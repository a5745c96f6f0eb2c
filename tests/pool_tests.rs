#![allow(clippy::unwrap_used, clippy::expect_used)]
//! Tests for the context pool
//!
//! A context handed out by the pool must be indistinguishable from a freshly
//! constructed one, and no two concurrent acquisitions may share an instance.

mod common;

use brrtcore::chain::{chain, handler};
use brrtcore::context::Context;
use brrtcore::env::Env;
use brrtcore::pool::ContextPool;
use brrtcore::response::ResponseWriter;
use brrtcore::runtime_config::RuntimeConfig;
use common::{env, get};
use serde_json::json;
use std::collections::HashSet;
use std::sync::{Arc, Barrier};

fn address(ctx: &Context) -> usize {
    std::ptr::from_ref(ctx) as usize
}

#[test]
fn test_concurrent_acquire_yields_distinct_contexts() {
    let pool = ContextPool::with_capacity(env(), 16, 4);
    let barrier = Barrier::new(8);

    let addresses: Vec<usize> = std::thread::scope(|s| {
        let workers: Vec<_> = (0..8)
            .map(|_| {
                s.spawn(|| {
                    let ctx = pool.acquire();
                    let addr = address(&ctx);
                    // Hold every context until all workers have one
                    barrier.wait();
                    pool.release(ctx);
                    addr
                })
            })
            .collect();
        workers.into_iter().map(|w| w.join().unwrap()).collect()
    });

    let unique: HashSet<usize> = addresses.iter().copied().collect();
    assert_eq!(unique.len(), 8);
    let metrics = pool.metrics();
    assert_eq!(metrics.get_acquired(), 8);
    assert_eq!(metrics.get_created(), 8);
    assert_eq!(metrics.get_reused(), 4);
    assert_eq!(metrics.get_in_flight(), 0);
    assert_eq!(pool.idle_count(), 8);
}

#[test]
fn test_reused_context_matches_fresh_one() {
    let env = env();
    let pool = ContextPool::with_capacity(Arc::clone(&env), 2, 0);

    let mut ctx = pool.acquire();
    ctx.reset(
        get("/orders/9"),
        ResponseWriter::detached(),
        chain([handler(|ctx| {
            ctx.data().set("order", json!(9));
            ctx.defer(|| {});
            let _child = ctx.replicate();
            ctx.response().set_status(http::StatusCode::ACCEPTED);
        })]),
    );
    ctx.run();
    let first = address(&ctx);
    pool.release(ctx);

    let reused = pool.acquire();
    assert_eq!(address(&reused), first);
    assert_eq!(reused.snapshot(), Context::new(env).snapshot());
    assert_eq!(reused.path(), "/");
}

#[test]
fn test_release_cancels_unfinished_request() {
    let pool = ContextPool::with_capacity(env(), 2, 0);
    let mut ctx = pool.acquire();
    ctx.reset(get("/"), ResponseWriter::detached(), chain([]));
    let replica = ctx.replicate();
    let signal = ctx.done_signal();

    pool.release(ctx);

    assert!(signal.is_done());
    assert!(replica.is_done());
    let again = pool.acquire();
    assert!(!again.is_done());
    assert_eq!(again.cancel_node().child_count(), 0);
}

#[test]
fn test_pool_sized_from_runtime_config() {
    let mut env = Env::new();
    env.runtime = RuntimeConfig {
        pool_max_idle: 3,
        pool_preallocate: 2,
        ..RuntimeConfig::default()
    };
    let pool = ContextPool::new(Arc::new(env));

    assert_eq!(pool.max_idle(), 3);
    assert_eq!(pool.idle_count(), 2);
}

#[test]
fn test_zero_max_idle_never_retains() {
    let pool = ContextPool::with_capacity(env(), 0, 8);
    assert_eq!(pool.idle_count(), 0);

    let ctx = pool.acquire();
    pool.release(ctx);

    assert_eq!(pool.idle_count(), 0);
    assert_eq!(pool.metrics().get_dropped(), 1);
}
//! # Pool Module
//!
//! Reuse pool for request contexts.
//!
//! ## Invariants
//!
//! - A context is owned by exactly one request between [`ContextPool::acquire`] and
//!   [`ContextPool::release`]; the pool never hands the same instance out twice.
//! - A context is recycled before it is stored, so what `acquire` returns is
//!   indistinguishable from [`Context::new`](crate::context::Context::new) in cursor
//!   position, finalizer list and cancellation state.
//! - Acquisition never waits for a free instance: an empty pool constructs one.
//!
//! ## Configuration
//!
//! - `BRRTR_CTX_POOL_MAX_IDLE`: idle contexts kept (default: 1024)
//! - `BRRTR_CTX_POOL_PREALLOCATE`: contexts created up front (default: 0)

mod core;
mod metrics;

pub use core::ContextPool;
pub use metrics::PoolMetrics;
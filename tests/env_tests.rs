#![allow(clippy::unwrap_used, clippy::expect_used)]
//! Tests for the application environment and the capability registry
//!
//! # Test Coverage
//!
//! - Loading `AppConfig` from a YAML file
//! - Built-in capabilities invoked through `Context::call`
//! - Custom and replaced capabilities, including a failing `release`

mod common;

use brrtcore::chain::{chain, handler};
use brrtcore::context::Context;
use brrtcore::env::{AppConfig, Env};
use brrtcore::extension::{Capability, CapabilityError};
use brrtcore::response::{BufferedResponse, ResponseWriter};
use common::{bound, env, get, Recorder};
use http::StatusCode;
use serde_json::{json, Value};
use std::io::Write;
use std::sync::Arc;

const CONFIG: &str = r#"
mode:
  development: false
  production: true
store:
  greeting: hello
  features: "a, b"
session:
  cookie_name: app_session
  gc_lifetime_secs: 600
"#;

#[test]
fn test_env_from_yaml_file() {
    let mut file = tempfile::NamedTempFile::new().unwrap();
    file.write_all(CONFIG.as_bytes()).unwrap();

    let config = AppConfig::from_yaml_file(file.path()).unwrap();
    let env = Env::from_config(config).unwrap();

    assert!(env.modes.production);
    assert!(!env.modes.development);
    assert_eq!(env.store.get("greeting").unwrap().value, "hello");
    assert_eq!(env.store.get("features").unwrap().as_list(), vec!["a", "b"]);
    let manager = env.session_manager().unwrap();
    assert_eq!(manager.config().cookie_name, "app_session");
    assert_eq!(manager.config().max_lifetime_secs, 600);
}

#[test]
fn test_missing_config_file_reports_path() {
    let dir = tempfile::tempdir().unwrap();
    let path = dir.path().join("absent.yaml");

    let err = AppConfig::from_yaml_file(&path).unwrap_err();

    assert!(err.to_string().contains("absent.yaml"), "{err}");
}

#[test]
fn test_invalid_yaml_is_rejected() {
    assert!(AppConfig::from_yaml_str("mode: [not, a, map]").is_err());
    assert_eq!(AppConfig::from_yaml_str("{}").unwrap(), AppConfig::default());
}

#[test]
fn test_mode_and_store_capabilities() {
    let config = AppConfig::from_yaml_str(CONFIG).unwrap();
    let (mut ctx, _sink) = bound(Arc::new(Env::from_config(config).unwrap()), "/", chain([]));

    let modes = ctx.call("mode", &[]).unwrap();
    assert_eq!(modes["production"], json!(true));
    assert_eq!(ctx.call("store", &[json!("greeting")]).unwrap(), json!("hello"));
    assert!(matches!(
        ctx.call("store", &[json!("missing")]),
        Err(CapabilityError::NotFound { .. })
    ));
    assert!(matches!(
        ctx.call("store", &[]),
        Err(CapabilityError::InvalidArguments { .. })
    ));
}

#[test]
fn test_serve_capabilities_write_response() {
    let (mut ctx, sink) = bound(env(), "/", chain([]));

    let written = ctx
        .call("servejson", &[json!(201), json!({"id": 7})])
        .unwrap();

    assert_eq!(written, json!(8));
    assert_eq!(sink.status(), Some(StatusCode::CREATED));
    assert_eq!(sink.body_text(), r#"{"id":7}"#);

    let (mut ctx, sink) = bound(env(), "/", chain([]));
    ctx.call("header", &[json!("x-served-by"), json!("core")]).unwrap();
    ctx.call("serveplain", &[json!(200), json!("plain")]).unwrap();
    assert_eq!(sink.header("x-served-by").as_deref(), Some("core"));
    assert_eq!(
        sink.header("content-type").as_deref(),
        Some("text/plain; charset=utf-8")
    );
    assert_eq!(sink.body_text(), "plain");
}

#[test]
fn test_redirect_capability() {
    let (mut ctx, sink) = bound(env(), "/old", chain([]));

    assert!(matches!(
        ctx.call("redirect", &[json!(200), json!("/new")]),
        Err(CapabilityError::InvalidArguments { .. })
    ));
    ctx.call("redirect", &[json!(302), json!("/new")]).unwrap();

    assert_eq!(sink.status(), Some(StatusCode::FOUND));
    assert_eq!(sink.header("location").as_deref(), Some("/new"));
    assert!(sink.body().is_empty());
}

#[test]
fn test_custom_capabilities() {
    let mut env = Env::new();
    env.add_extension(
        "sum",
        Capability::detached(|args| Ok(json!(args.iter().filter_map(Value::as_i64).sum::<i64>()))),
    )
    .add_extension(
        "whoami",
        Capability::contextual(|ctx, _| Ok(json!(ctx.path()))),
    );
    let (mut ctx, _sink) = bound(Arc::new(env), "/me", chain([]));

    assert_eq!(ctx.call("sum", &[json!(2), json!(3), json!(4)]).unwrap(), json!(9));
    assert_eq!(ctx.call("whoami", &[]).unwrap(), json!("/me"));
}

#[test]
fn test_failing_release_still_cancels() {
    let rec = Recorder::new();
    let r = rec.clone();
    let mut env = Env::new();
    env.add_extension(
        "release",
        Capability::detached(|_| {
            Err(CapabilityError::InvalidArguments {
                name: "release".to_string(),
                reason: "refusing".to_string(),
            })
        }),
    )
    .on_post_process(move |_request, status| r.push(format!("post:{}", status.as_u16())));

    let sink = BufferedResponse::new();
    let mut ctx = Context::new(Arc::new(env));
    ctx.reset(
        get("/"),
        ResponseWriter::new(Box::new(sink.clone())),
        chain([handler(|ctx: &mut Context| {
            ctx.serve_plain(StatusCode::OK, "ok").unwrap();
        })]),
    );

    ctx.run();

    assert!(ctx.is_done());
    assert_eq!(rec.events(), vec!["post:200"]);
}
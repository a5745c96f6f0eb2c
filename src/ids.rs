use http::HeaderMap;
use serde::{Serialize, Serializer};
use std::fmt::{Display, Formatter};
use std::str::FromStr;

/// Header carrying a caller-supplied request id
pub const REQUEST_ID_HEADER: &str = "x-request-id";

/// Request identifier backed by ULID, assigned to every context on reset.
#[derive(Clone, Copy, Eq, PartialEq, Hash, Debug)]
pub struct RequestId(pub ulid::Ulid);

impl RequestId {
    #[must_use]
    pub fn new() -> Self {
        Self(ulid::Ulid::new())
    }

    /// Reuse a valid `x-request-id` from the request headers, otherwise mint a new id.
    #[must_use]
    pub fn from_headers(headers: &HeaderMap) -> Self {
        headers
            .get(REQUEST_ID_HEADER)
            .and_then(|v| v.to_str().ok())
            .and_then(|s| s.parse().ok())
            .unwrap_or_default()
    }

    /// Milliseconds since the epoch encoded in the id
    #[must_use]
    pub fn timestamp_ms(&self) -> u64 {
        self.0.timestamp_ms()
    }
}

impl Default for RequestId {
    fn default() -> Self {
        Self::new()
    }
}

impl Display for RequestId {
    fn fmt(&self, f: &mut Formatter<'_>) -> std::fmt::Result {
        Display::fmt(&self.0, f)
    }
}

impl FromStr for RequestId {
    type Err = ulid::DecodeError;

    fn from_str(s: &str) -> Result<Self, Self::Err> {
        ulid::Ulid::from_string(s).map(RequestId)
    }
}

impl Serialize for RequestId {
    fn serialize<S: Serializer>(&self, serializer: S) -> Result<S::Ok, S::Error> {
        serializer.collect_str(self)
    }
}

- _THE PROBLEM_: Please retype, with no changes, the lines that run from the first line of the entries to the line with "let reused = pool.acquire();", both ends included.

- _ANSWER SECTION_:
repository a5745c96f6f0eb2c
filename tests/pool_tests.rs
#![allow(clippy::unwrap_used, clippy::expect_used)]
//! Tests for the context pool
//!
//! A context handed out by the pool must be indistinguishable from a freshly
//! constructed one, and no two concurrent acquisitions may share an instance.

mod common;

use brrtcore::chain::{chain, handler};
use brrtcore::context::Context;
use brrtcore::env::Env;
use brrtcore::pool::ContextPool;
use brrtcore::response::ResponseWriter;
use brrtcore::runtime_config::RuntimeConfig;
use common::{env, get};
use serde_json::json;
use std::collections::HashSet;
use std::sync::{Arc, Barrier};

fn address(ctx: &Context) -> usize {
    std::ptr::from_ref(ctx) as usize
}

#[test]
fn test_concurrent_acquire_yields_distinct_contexts() {
    let pool = ContextPool::with_capacity(env(), 16, 4);
    let barrier = Barrier::new(8);

    let addresses: Vec<usize> = std::thread::scope(|s| {
        let workers: Vec<_> = (0..8)
            .map(|_| {
                s.spawn(|| {
                    let ctx = pool.acquire();
                    let addr = address(&ctx);
                    // Hold every context until all workers have one
                    barrier.wait();
                    pool.release(ctx);
                    addr
                })
            })
            .collect();
        workers.into_iter().map(|w| w.join().unwrap()).collect()
    });

    let unique: HashSet<usize> = addresses.iter().copied().collect();
    assert_eq!(unique.len(), 8);
    let metrics = pool.metrics();
    assert_eq!(metrics.get_acquired(), 8);
    assert_eq!(metrics.get_created(), 8);
    assert_eq!(metrics.get_reused(), 4);
    assert_eq!(metrics.get_in_flight(), 0);
    assert_eq!(pool.idle_count(), 8);
}

#[test]
fn test_reused_context_matches_fresh_one() {
    let env = env();
    let pool = ContextPool::with_capacity(Arc::clone(&env), 2, 0);

    let mut ctx = pool.acquire();
    ctx.reset(
        get("/orders/9"),
        ResponseWriter::detached(),
        chain([handler(|ctx| {
            ctx.data().set("order", json!(9));
            ctx.defer(|| {});
            let _child = ctx.replicate();
            ctx.response().set_status(http::StatusCode::ACCEPTED);
        })]),
    );
    ctx.run();
    let first = address(&ctx);
    pool.release(ctx);

    let reused = pool.acquire();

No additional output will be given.